Special Interview 高橋 智恵 – フェアトレードプロデューサー/パレスチナアイテムショップ「架け箸」オーナー –

エシカルウェディング協会のメンバーに、日々の活動内容についてインタビュー。今回は、日本とパレスチナをつなぐソーシャルブランド「架け箸」を運営する高橋智恵さんの登場です。ブランド設立の経緯や、オリーブの剪定材を用いたアイテムをウェディングに取り入れるアイデアをはじめ、今も不安定な情勢の中で毎日を送るパレスチナの人々を思いながら精力的に活動する、その素顔に迫ります。
「夫婦の木」として愛されるオリーブが結婚式を彩る理由
オリーブの木が「夫婦の木」と呼ばれているのをご存知ですか?
オリーブの木は1000年を超えるほど樹齢が長いことから、永遠に続く夫婦の絆の象徴として、結婚式で苗を植樹するセレモニーや、両親へのギフトにオリーブの木を贈るなど、結婚式の演出にも多く取り入れられています。

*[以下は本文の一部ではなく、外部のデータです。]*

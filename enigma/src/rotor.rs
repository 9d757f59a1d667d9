use crate::catalog::Wheel;
use crate::{Direction, LETTER_COUNT};

/// A catalog wheel fitted into a slot: the ring setting rotates the wiring
/// relative to the visible markings, the offset tracks the wheel's current
/// rotational position. The traversal maps stay mutual inverses.
#[derive(Debug, Clone)]
pub(crate) struct RotorState {
    wheel: &'static Wheel,
    ring: u8,
    offset: u8,
    right: [u8; LETTER_COUNT],
    left: [u8; LETTER_COUNT],
}

impl RotorState {
    pub fn new(wheel: &'static Wheel, ring: u8, offset: u8) -> Self {
        let mut rotor = Self {
            wheel,
            ring: 0,
            offset,
            right: [0; LETTER_COUNT],
            left: [0; LETTER_COUNT],
        };
        rotor.set_ring(ring);
        rotor
    }

    /// Recompute both traversal maps for a ring setting. Independent of
    /// the rotational offset.
    pub fn set_ring(&mut self, ring: u8) {
        self.ring = ring;
        let base = self.wheel.map();
        for (i, &c) in base.iter().enumerate() {
            self.right[(i + ring as usize) % LETTER_COUNT] = (c + ring) % LETTER_COUNT as u8;
        }
        for i in 0..LETTER_COUNT {
            self.left[self.right[i] as usize] = i as u8;
        }
    }

    pub fn wheel(&self) -> &'static Wheel {
        self.wheel
    }

    pub fn ring(&self) -> u8 {
        self.ring
    }

    pub fn offset(&self) -> u8 {
        self.offset
    }

    pub fn advance(&mut self) {
        self.offset = (self.offset + 1) % LETTER_COUNT as u8;
    }

    /// Raw map lookup. Offset alignment with the neighbouring stage is the
    /// pipeline's concern.
    pub fn translate(&self, direction: Direction, index: u8) -> u8 {
        match direction {
            Direction::RightToLeft => self.right[index as usize],
            Direction::LeftToRight => self.left[index as usize],
        }
    }

    pub fn at_notch(&self) -> bool {
        self.wheel.is_notch(self.offset)
    }

    pub fn at_turnover(&self) -> bool {
        self.wheel.is_turnover(self.offset)
    }
}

エシカルウェディング協会メンバーが関わった結婚式でも、オリーブの木で作られたカッティングボードに誓いの言葉を刻み、結婚証明書として使ったご夫婦がいらっしゃいました。この時に使用されたオリーブ製のカッティングボードは、パレスチナの職人によって作られたもの。それをフェアトレードで買い取り、日本で販売する活動をしているのが、今回ご紹介するソーシャルブランド「架け箸」の代表 高橋智恵さんです。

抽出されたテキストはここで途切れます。